La Girafe, visitée par les sauvages indiens au jardin du roi à Paris

Date de création : 1827-1830

H. : 30,5 cm

L. : 39,1 cm

Graveur : Garson.

Imprimeur : Tautin, Paris.

Gravure sur bois au pochoir.

Domaine : Estampes-Gravures

© MuCEM, Dist. RMN-Grand Palais / image MuCEM

Lien vers l'image

1995.14.90 - 07-526688

  • La Girafe, visitée par les sauvages indiens au jardin du roi à Paris

La girafe Zarafa

Date de publication : Novembre 2023

Auteur : Lucie NICCOLI

Les attractions au Jardin du Roi à l’été 1827 : la première girafe de France et une délégation Osage

En juin 1827, la ménagerie du Jardin des Plantes, redevenu « jardin du Roi » lors de la Restauration, accueille un nouvel hôte remarquable : la première girafe vivante à fouler le sol français. A posteriori, elle prit le nom de Zarafa. Offerte par le pacha d’Égypte Méhémet Ali au roi Charles X, elle part d’Alexandrie, accoste à Marseille et arrive à Paris le 30 juin 1827, au terme d’une procession triomphale à travers la France. Présentée à Charles X au château de Saint-Cloud, elle est ensuite logée dans la rotonde du jardin des Plantes avec les autres grands herbivores (éléphants, chameaux). Elle en devient pendant près de trois ans la principale attraction, suscitant une véritable girafomania : production de dessins, littérature, ustensiles, vaisselle, coiffures, etc. Pour le seul été 1827, elle attire environ 600 000 visiteurs, une manne qui permet au Muséum de construire de nouveaux bâtiments.

Parallèlement, six représentants de la tribu amérindienne des Osages – quatre hommes et deux femmes – entreprennent en juillet 1827 de découvrir la France, pays colon avec lequel ils commerçaient jusqu’à la cession de la Louisiane à l’Angleterre et à l’Espagne lors du traité de Paris, en 1763, puis la vente de la dernière portion de ce territoire aux États-Unis par Bonaparte, en 1803. Partis du Missouri, ils débarquent au Havre, arrivent à Paris le 13 août et sont reçus par Charles X. Puis ils poursuivent leur visite en Europe, suscitant également un engouement considérable, auquel la presse fait écho. En 1827 ou 1828, le graveur Garson rend compte de ces deux évènements dans un canard imprimé chez Tautin – feuille relatant des faits divers ou sensationnels, destinée à un public populaire et vendue à la criée.

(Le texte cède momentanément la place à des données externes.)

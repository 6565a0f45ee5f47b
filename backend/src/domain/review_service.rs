//! Review lifecycle domain service.
//!
//! Implements the [`ReviewCommand`] driving port over the [`ReviewStore`]
//! port, translating store failures into the client-facing error taxonomy.
//! Aggregate invariant breaches are logged and surfaced as internal errors;
//! they indicate stored state out of sync with the review rows, not a bad
//! request.

use std::sync::Arc;

use async_trait::async_trait;
use tracing::error;

use crate::domain::Error;
use crate::domain::ports::{
    DeleteReviewRequest, ReviewCommand, ReviewStore, ReviewStoreError, SubmitReviewRequest,
    UpdateReviewRequest,
};
use crate::domain::review::Review;

fn map_store_error(store_error: ReviewStoreError) -> Error {
    match store_error {
        ReviewStoreError::Connection { message } => {
            Error::service_unavailable(format!("review store unavailable: {message}"))
        }
        ReviewStoreError::Query { message } => {
            Error::internal(format!("review store error: {message}"))
        }
        ReviewStoreError::BookNotFound => Error::not_found("book not found"),
        ReviewStoreError::ReviewNotFound => Error::not_found("review not found"),
        ReviewStoreError::DuplicateReview => {
            Error::conflict("you have already reviewed this book")
        }
        ReviewStoreError::NotOwner => Error::forbidden("you do not own this review"),
        ReviewStoreError::Aggregate(aggregate_error) => {
            error!(
                error = %aggregate_error,
                "book aggregate out of sync with review rows"
            );
            Error::internal("book rating aggregate is inconsistent")
        }
    }
}

/// Review lifecycle service implementing the command driving port.
#[derive(Clone)]
pub struct ReviewCommandService<S> {
    review_store: Arc<S>,
}

impl<S> ReviewCommandService<S> {
    /// Create a new service over the review store.
    pub fn new(review_store: Arc<S>) -> Self {
        Self { review_store }
    }
}

#[async_trait]
impl<S> ReviewCommand for ReviewCommandService<S>
where
    S: ReviewStore,
{
    async fn submit_review(&self, request: SubmitReviewRequest) -> Result<Review, Error> {
        self.review_store
            .submit(
                request.book_id,
                request.user_id,
                request.rating,
                request.comment,
            )
            .await
            .map_err(map_store_error)
    }

    async fn update_review(&self, request: UpdateReviewRequest) -> Result<Review, Error> {
        self.review_store
            .update(
                request.review_id,
                request.user_id,
                request.rating,
                request.comment,
            )
            .await
            .map_err(map_store_error)
    }

    async fn delete_review(&self, request: DeleteReviewRequest) -> Result<Review, Error> {
        self.review_store
            .soft_delete(request.review_id, request.user_id)
            .await
            .map_err(map_store_error)
    }
}

#[cfg(test)]
#[path = "review_service_tests.rs"]
mod tests;
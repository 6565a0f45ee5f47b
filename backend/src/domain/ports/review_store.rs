//! Port for the atomic review-mutation protocol.
//!
//! Each operation pairs a review write with the owning book's aggregate
//! update inside one transaction: either both persist or neither does.
//! Implementations must serialise operations touching the same book (the
//! PostgreSQL adapter locks the book row `FOR UPDATE`); operations on
//! different books may proceed concurrently.

use async_trait::async_trait;
use uuid::Uuid;

use crate::domain::rating::{AggregateError, Rating};
use crate::domain::review::Review;
use crate::domain::user::UserId;

/// Errors raised by review store adapters.
#[derive(Debug, Clone, PartialEq, Eq, thiserror::Error)]
pub enum ReviewStoreError {
    /// Store connection could not be established.
    #[error("review store connection failed: {message}")]
    Connection {
        /// Driver-facing description.
        message: String,
    },
    /// Query or mutation failed during execution.
    #[error("review store query failed: {message}")]
    Query {
        /// Driver-facing description.
        message: String,
    },
    /// The target book does not exist or is soft-deleted.
    #[error("book not found")]
    BookNotFound,
    /// The target review does not exist or is soft-deleted.
    #[error("review not found")]
    ReviewNotFound,
    /// The caller already has an active review for this book.
    #[error("book already reviewed by this user")]
    DuplicateReview,
    /// The caller does not own the target review.
    #[error("review belongs to another user")]
    NotOwner,
    /// The stored aggregate disagrees with the review rows. The enclosing
    /// transaction is already rolled back when this surfaces.
    #[error("aggregate invariant violated: {0}")]
    Aggregate(#[from] AggregateError),
}

impl ReviewStoreError {
    /// Create a connection error with the given message.
    pub fn connection(message: impl Into<String>) -> Self {
        Self::Connection {
            message: message.into(),
        }
    }

    /// Create a query error with the given message.
    pub fn query(message: impl Into<String>) -> Self {
        Self::Query {
            message: message.into(),
        }
    }
}

/// Port for atomic review mutations with paired aggregate maintenance.
#[cfg_attr(test, mockall::automock)]
#[async_trait]
pub trait ReviewStore: Send + Sync {
    /// Submit a review for `(book_id, user_id)`.
    ///
    /// Resolves the lifecycle branch under the book lock: an active review
    /// fails with [`ReviewStoreError::DuplicateReview`]; a soft-deleted one
    /// is resurrected in place; otherwise a fresh row is inserted. Both
    /// non-failure branches count as a fresh aggregate add.
    async fn submit(
        &self,
        book_id: Uuid,
        user_id: UserId,
        rating: Rating,
        comment: Option<String>,
    ) -> Result<Review, ReviewStoreError>;

    /// Change the rating/comment of the caller's active review, adjusting
    /// the aggregate by the rating delta.
    async fn update(
        &self,
        review_id: Uuid,
        caller: UserId,
        rating: Rating,
        comment: Option<String>,
    ) -> Result<Review, ReviewStoreError>;

    /// Soft-delete the caller's active review, retracting its rating from
    /// the aggregate. The row is retained for resurrection and history.
    async fn soft_delete(
        &self,
        review_id: Uuid,
        caller: UserId,
    ) -> Result<Review, ReviewStoreError>;
}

Intitulé La giraffe visitée par les sauvages indiens au jardin du roi à Paris, il illustre la rencontre, fictive ou réelle, de ces deux attractions exceptionnelles.

Un art populaire pour un public avide d’exotisme

Le titre de la page met en valeur, en gros caractères, la giraffe, désignée comme le clou du spectacle. En effet, l’animal au long cou occupe, accompagné de son gardien Atir, les deux tiers de l’image, ne laissant qu’un petit tiers aux six sauvages indiens qui avancent à sa rencontre. Le graphisme de cette gravure sur bois, œuvre d’un artiste sans formation académique, est fruste et son coloriage au pochoir, limité à quatre couleurs, approximatif. La couleur rouge-orangé, attribuée à la girafe, l’est aussi à la carnation des Indiens, dont les Européens qualifiaient déjà la peau de rouge. Le décor est sommaire : la végétation du jardin des Plantes est résumée par deux palmiers et quelques plantes vertes, les bâtiments de la ménagerie, par un pan de mur et une fraction de grillage. Les personnages sont peu individualisés, leur costume et leur visage peu détaillés. Par ailleurs, le décor et les personnages, représentés soit de face, soit de profil, se situent sur le même plan, à l’exception de quelques reliefs derrière la girafe.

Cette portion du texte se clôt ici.